The political folly in Venezuela is a cue for investors. Allies of ailing President Hugo Chavez seem to be taking even greater liberties interpreting the constitution than expected. There’s no inauguration, caretaker government or sign of a new election. If markets truly hate uncertainty, then animus toward Venezuela should be off the charts.
Just how sick Chavez is remains a mystery to most, though it’s obviously bad enough that he couldn’t get home from Cuba to be sworn in on Thursday. Venezuela’s government has coasted by with a series of cryptic messages about the recently re-elected president’s recovery from Dec. 11 cancer surgery.
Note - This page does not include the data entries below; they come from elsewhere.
//! Catalog DDL. Idempotent: every statement is `IF NOT EXISTS`, so it runs on each start.

use crate::error::StoreError;
use sqlx::ConnectOptions;
use sqlx::PgPool;
use std::str::FromStr;

pub const AUTHORS: &str = "authors";
pub const GENRES: &str = "genres";
pub const BOOKS: &str = "books";
pub const BOOK_GENRES: &str = "book_genres";
pub const BOOK_INSTANCES: &str = "book_instances";

/// Quote identifier for PostgreSQL.
pub fn quoted(s: &str) -> String {
    format!("\"{}\"", s.replace('"', "\"\""))
}

/// Schema-qualified table name, e.g. `"catalog"."books"`.
pub fn qualified_table(schema: &str, table: &str) -> String {
    format!("{}.{}", quoted(schema), quoted(table))
}

/// Create the schema and catalog tables. Foreign keys restrict deletes so that
/// a row lock on the referenced record serializes concurrent dependent inserts
/// against the conditional deletes in [`crate::store::PgCatalogStore`].
pub async fn apply_migrations(pool: &PgPool, schema: &str) -> Result<(), StoreError> {
    let authors = qualified_table(schema, AUTHORS);
    let genres = qualified_table(schema, GENRES);
    let books = qualified_table(schema, BOOKS);
    let book_genres = qualified_table(schema, BOOK_GENRES);
    let book_instances = qualified_table(schema, BOOK_INSTANCES);

    let statements = [
        format!("CREATE SCHEMA IF NOT EXISTS {}", quoted(schema)),
        format!(
            r#"
            CREATE TABLE IF NOT EXISTS {} (
                id UUID PRIMARY KEY,
                first_name TEXT NOT NULL CHECK (first_name <> ''),
                family_name TEXT NOT NULL CHECK (family_name <> ''),
                date_of_birth DATE,
                date_of_death DATE
            )
            "#,
            authors
        ),
        format!(
            r#"
            CREATE TABLE IF NOT EXISTS {} (
                id UUID PRIMARY KEY,
                name TEXT NOT NULL CHECK (char_length(name) >= 3)
            )
            "#,
            genres
        ),
        format!(
            "CREATE UNIQUE INDEX IF NOT EXISTS genres_name_ci_key ON {} (lower(name))",
            genres
        ),
        format!(
            r#"
            CREATE TABLE IF NOT EXISTS {} (
                id UUID PRIMARY KEY,
                title TEXT NOT NULL CHECK (title <> ''),
                author_id UUID NOT NULL REFERENCES {} (id) ON DELETE RESTRICT,
                summary TEXT NOT NULL CHECK (summary <> ''),
                isbn TEXT NOT NULL CHECK (isbn <> '')
            )
            "#,
            books, authors
        ),
        format!(
            "CREATE INDEX IF NOT EXISTS books_author_id_idx ON {} (author_id)",
            books
        ),
        format!(
            r#"
            CREATE TABLE IF NOT EXISTS {} (
                book_id UUID NOT NULL REFERENCES {} (id) ON DELETE CASCADE,
                genre_id UUID NOT NULL REFERENCES {} (id) ON DELETE RESTRICT,
                position INTEGER NOT NULL,
                PRIMARY KEY (book_id, genre_id)
            )
            "#,
            book_genres, books, genres
        ),
        format!(
            "CREATE INDEX IF NOT EXISTS book_genres_genre_id_idx ON {} (genre_id)",
            book_genres
        ),
        format!(
            r#"
            CREATE TABLE IF NOT EXISTS {} (
                id UUID PRIMARY KEY,
                book_id UUID NOT NULL REFERENCES {} (id) ON DELETE RESTRICT,
                imprint TEXT NOT NULL CHECK (imprint <> ''),
                status TEXT NOT NULL DEFAULT 'Maintenance'
                    CHECK (status IN ('Available', 'Maintenance', 'Loaned', 'Reserved')),
                due_back DATE
            )
            "#,
            book_instances, books
        ),
        format!(
            "CREATE INDEX IF NOT EXISTS book_instances_book_id_idx ON {} (book_id)",
            book_instances
        ),
    ];

    for sql in &statements {
        tracing::debug!(sql = %sql.trim(), "migration");
        sqlx::query(sql).execute(pool).await?;
    }
    tracing::info!(schema = %schema, "catalog schema ready");
    Ok(())
}

/// Ensure the database in `database_url` exists; create it if not. Connects to the
/// default `postgres` database to run CREATE DATABASE. Call before creating the main pool.
pub async fn ensure_database_exists(database_url: &str) -> Result<(), StoreError> {
    let (admin_url, db_name) = parse_db_name_from_url(database_url);
    if db_name.is_empty() || db_name == "postgres" {
        return Ok(());
    }
    let opts = sqlx::postgres::PgConnectOptions::from_str(&admin_url)?;
    let mut conn: sqlx::PgConnection = opts.connect().await?;
    let exists: (bool,) =
        sqlx::query_as("SELECT EXISTS(SELECT 1 FROM pg_database WHERE datname = $1)")
            .bind(&db_name)
            .fetch_one(&mut conn)
            .await?;
    if !exists.0 {
        tracing::info!(database = %db_name, "creating database");
        sqlx::query(&format!("CREATE DATABASE {}", quoted(&db_name)))
            .execute(&mut conn)
            .await?;
    }
    Ok(())
}

/// Split a connection URL into (admin URL on the `postgres` database, database name).
fn parse_db_name_from_url(url: &str) -> (String, String) {
    let Some(slash) = url.rfind('/') else {
        return (url.to_string(), String::new());
    };
    let path_start = slash + 1;
    let path_and_query = url.get(path_start..).unwrap_or("");
    let mut parts = path_and_query.splitn(2, '?');
    let db_name = parts.next().unwrap_or("").trim().to_string();
    let query = parts.next().map(|q| format!("?{}", q)).unwrap_or_default();
    let base = url.get(..path_start).unwrap_or(url);
    (format!("{}postgres{}", base, query), db_name)
}

#[cfg(test)]
mod tests {
    use super::*;

    #[test]
    fn splits_database_name() {
        let (admin, db) = parse_db_name_from_url("postgres://u:p@localhost:5432/library?sslmode=disable");
        assert_eq!(db, "library");
        assert_eq!(admin, "postgres://u:p@localhost:5432/postgres?sslmode=disable");
    }

    #[test]
    fn quotes_identifiers() {
        assert_eq!(qualified_table("catalog", "books"), "\"catalog\".\"books\"");
        assert_eq!(quoted("we\"ird"), "\"we\"\"ird\"");
    }
}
For now, it’s easier to say what probably won’t happen than what will. A pro-Chavez congress and high court have shrugged off their obligation to form a medical panel to determine Chavez’s ability to rule. This means he won’t be deemed unfit to hold office any time soon, a needed precondition for the head of congress to usher in a caretaker regime. It also postpones – maybe indefinitely – a fresh national vote.
Time appears to be on the side of the Chavistas. A decision by lawmakers to grant the president an open-ended medical leave keeps his seat open as he fights to recover. It also provides his anointed successor, Vice President Nicolas Maduro, more exposure ahead of any eventual new election. Meanwhile, the opposition is weak after both national and regional losses at two different polls in the last three months.
The economy also isn’t likely to turn opinion against the government. Venezuela’s GDP grew by 5.5 percent last year and oil revenue continues to replenish Chavista-controlled coffers. An overvalued exchange rate is still a worry, but the incumbent team knows how to match partial devaluations with heavy spending to stay popular.
The new highs for Venezuela’s bonds almost certainly speak more to excess cash in need of a home somewhere in Latin America than confidence about post-Chavez reforms. Even so, it defies the old saying about investors despising ambiguity. They seem to love it in Venezuela, though may come to regret it when it becomes clearer that with or without Chavez, his market-unfriendly policies will live on.